Llegó el día y hubo referéndum o, al menos, algo que se asemejaba lejanamente a un referéndum. La Policía y la Guardia Civil intervinieron tratando de contener lo incontenible. El independentismo se lo jugaba todo a una carta, la del 1-O, y supo jugarla bien colocando un cebo al Gobierno y éste, que es ciego, sordo y mudo, se lo comió enterito. En todo lo demás la situación es idéntica a la del 30 de septiembre. La Generalidad no se apea del burro y Moncloa es incapaz de dar el giro decisivo a la situación. Se niega a tomar medidas más fuertes a pesar de que Puigdemont anuncia una inminente declaración unilateral de independencia. Un nudo gordiano, un problema irresoluble que ha desembocado en esta hora aciaga, la más oscura de los últimos cuarenta años.
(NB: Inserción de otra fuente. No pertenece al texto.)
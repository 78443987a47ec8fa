//! `render` command and the rendering step shared with `varify`.

use std::path::{Path, PathBuf};
use std::sync::Arc;

use anyhow::Result;
use clap::Args;

use crate::core::StagingError;
use crate::templating::{Environment, ProcessEnvironment, TemplateRenderer};
use crate::utils::fs::{atomic_write, read_text_file};

/// Render a configuration template with the current environment.
#[derive(Args, Debug)]
pub struct RenderCommand {
    /// Template to render
    pub path: PathBuf,

    /// Where to write the result [default: overwrite the template]
    #[arg(short, long)]
    pub output: Option<PathBuf>,
}

impl RenderCommand {
    pub fn execute(self) -> Result<()> {
        let output = self.output.as_deref().unwrap_or(self.path.as_path());
        render_file(&self.path, output, Arc::new(ProcessEnvironment))
    }
}

/// Render `source` and atomically write the result to `destination`.
///
/// Service bindings come from `VCAP_SERVICES` in `environment`. Nothing is
/// written unless rendering succeeds, and the write itself is all-or-nothing.
///
/// # Errors
///
/// Returns an error if the template cannot be read, rendered or written.
pub fn render_file(source: &Path, destination: &Path, environment: Arc<dyn Environment>) -> Result<()> {
    let template = read_text_file(source)?;
    let rendered = TemplateRenderer::new(environment)
        .render_from_environment(&template)
        .map_err(StagingError::from)?;
    atomic_write(destination, rendered.as_bytes())?;
    tracing::debug!("Rendered {} to {}", source.display(), destination.display());
    Ok(())
}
Y todo empezó por un simple referéndum que, aunque no fue tal, si terminó celebrándose algo parecido, suficiente para que la Generalidad publicase una foto de Puigdemont y otros líderes del procés votando tranquilamente. No hacía falta más. Pero es que hubo mucho más. Las fotos de los capos procesistas votando como en unas elecciones normales no eran un paripé. Votó quien quiso hacerlo, incluso muchas veces porque, al no haber censo, podía votar cualquiera, incluso los empadronados en Madrid. Pero de lo que se trataba era de eso mismo: de si habría o no referéndum, y lo hubo. Luego Soraya Sáenz de Santamaría a media jornada y Mariano Rajoy por la noche mintieron. Lo hicieron de una manera tan descarada que no entiendo como no se les cayó la cara de vergüenza mientras lo hacían.
Cuestión de imagen
Porque por pocas -o directamente ninguna- garantías que ofreciese la consulta, lo que se despachaba era una cuestión de imagen no de procedimiento. Ahí el Gobierno perdió por goleada como viene haciéndolo desde el principio mismo del procés y, más concretamente, desde que éste se substanció en la convocatoria de un referéndum hace más de dos meses. El procés que, no lo olvidemos, arranca en 2012 tras aquel verano de infarto que puso al Estado al borde de la bancarrota, ha ido apuntándose un tanto tras otro en términos de imagen. Ha conseguido llevar la iniciativa en todo momento y modular el debate a su antojo.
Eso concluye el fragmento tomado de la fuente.